Having rescued these images from a musty purgatory, Patton reproduces them as prints laminated to a board-like substrate called Dibond. She then applies pigment in thick brush strokes that fill in backgrounds and articles of clothing, though she reserves a lighter touch to cover faces with transparent veils of color. The profusion of flora curtaining the compositions are limned in precise outlines with raised textures (which are sometimes bolstered with abstract dots and dashes). But there is no discernible relationship between plant and subject — or, for that matter, between flower and nature, as Patton’s designs are based on late-19th-century wallpaper patterns, particularly those by William Morris, the founder of the Arts and Crafts movement.
These surreal trellises could be construed as an attempt to deflect the temptation to connect with the pieces nostalgically, and they succeed up to a point: The bold overlay of blossoms is the first thing you notice about the work, after all, but there are other components within the images that allow you to gauge their vintage, and perhaps stir a sense of longing. These include dress, obviously, but also another — previously mentioned — element linked to photography itself: film. There are examples of images taken as daguerreotypes and Polaroids, or with cameras such as the Brownie and Instamatic, all marking the leap from black-and-white to color that divides the first and second halves of the 20th century.
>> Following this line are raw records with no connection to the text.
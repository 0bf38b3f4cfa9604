//! Private key material referenced by an MSP signing identity.

use crate::cert::Certificate;
use crate::der::{self, KeyAlgorithm};
use crate::error::{Error, Result};
use crate::pem;
use ed25519_dalek::{SigningKey, VerifyingKey};
use serde::{de, Deserialize, Deserializer, Serialize, Serializer};
use std::fmt;

const PKCS8_LABEL: &str = "PRIVATE KEY";
const SEC1_LABEL: &str = "EC PRIVATE KEY";
const PKCS1_LABEL: &str = "RSA PRIVATE KEY";

/// PKCS#8 v1 prefix for an Ed25519 private key; the 32-byte seed follows.
const ED25519_PKCS8_PREFIX: [u8; 16] = [
    0x30, 0x2e, 0x02, 0x01, 0x00, 0x30, 0x05, 0x06, 0x03, 0x2b, 0x65, 0x70, 0x04, 0x22, 0x04, 0x20,
];

/// Private key material.
///
/// Ed25519 keys are decoded and usable for signing. Other algorithms are
/// recognized and carried verbatim so an MSP definition can round-trip
/// them, but they cannot sign.
#[derive(Clone)]
pub enum PrivateKey {
    Ed25519(SigningKey),
    Other {
        algorithm: KeyAlgorithm,
        label: String,
        der: Vec<u8>,
    },
}

impl PrivateKey {
    /// Parse a PEM private key (`PRIVATE KEY`, `EC PRIVATE KEY` or
    /// `RSA PRIVATE KEY`).
    pub fn from_pem(pem: &str) -> Result<Self> {
        let block = pem::parse_one(pem)?;
        der::expect_sequence(&block.contents).map_err(Error::Key)?;

        match block.label.as_str() {
            PKCS8_LABEL => Self::from_pkcs8(block.contents),
            SEC1_LABEL => Ok(Self::Other {
                algorithm: KeyAlgorithm::Ecdsa,
                label: block.label,
                der: block.contents,
            }),
            PKCS1_LABEL => Ok(Self::Other {
                algorithm: KeyAlgorithm::Rsa,
                label: block.label,
                der: block.contents,
            }),
            other => Err(Error::Key(format!("unsupported PEM label {other}"))),
        }
    }

    fn from_pkcs8(der: Vec<u8>) -> Result<Self> {
        let (algorithm, private_key) = der::pkcs8_private_key(&der).map_err(Error::Key)?;
        if algorithm == KeyAlgorithm::Ed25519 {
            let seed = der::ed25519_seed(private_key)
                .ok_or_else(|| Error::Key("Ed25519 PKCS#8 key without a 32-byte seed".to_string()))?;
            return Ok(Self::Ed25519(SigningKey::from_bytes(&seed)));
        }

        Ok(Self::Other {
            algorithm,
            label: PKCS8_LABEL.to_string(),
            der,
        })
    }

    /// The key's algorithm family.
    pub fn algorithm(&self) -> KeyAlgorithm {
        match self {
            Self::Ed25519(_) => KeyAlgorithm::Ed25519,
            Self::Other { algorithm, .. } => *algorithm,
        }
    }

    /// The signing key, when this is an Ed25519 key.
    pub fn signing_key(&self) -> Option<&SigningKey> {
        match self {
            Self::Ed25519(key) => Some(key),
            Self::Other { .. } => None,
        }
    }

    /// The public half, when this is an Ed25519 key.
    pub fn verifying_key(&self) -> Option<VerifyingKey> {
        self.signing_key().map(SigningKey::verifying_key)
    }

    /// Whether this key belongs with `cert`.
    ///
    /// Ed25519 keys must match the certificate's public key exactly; for
    /// other algorithms only the key type can be compared.
    pub fn matches(&self, cert: &Certificate) -> bool {
        match self {
            Self::Ed25519(key) => cert.ed25519_public_key() == Some(key.verifying_key()),
            Self::Other { algorithm, .. } => *algorithm == cert.key_algorithm(),
        }
    }

    /// PEM encoding (PKCS#8 for Ed25519, the original block otherwise).
    pub fn to_pem(&self) -> String {
        match self {
            Self::Ed25519(key) => {
                let mut der = Vec::with_capacity(ED25519_PKCS8_PREFIX.len() + 32);
                der.extend_from_slice(&ED25519_PKCS8_PREFIX);
                der.extend_from_slice(&key.to_bytes());
                pem::encode(PKCS8_LABEL, &der)
            }
            Self::Other { label, der, .. } => pem::encode(label, der),
        }
    }
}

impl From<SigningKey> for PrivateKey {
    fn from(key: SigningKey) -> Self {
        Self::Ed25519(key)
    }
}

impl PartialEq for PrivateKey {
    fn eq(&self, other: &Self) -> bool {
        match (self, other) {
            (Self::Ed25519(a), Self::Ed25519(b)) => a.to_bytes() == b.to_bytes(),
            (
                Self::Other { label: la, der: da, .. },
                Self::Other { label: lb, der: db, .. },
            ) => la == lb && da == db,
            _ => false,
        }
    }
}

impl Eq for PrivateKey {}

impl fmt::Debug for PrivateKey {
    fn fmt(&self, f: &mut fmt::Formatter<'_>) -> fmt::Result {
        // never print key bytes
        f.debug_struct("PrivateKey")
            .field("algorithm", &self.algorithm())
            .finish_non_exhaustive()
    }
}

impl Serialize for PrivateKey {
    fn serialize<S: Serializer>(&self, serializer: S) -> std::result::Result<S::Ok, S::Error> {
        serializer.serialize_str(&self.to_pem())
    }
}

impl<'de> Deserialize<'de> for PrivateKey {
    fn deserialize<D: Deserializer<'de>>(deserializer: D) -> std::result::Result<Self, D::Error> {
        let pem = String::deserialize(deserializer)?;
        Self::from_pem(&pem).map_err(de::Error::custom)
    }
}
Somehow, within this larger frame of history, Patton attempts to reconstruct the specific families attached to these images — and maybe the idea of family itself — by superimposing untethered memories onto our own. The remembrance of things past, however, can be a slippery business, and in this respect it is worth noting something Marcel Proust, Barthes’ compatriot, wrote on the subject: “The images selected by memory are as arbitrary, as narrow, as elusive as those which the imagination had formed and reality has destroyed.” Patton’s work acknowledges as much, but wishes it weren’t so.
Howard Halle is editor-at-large and chief art critic for Time Out New York.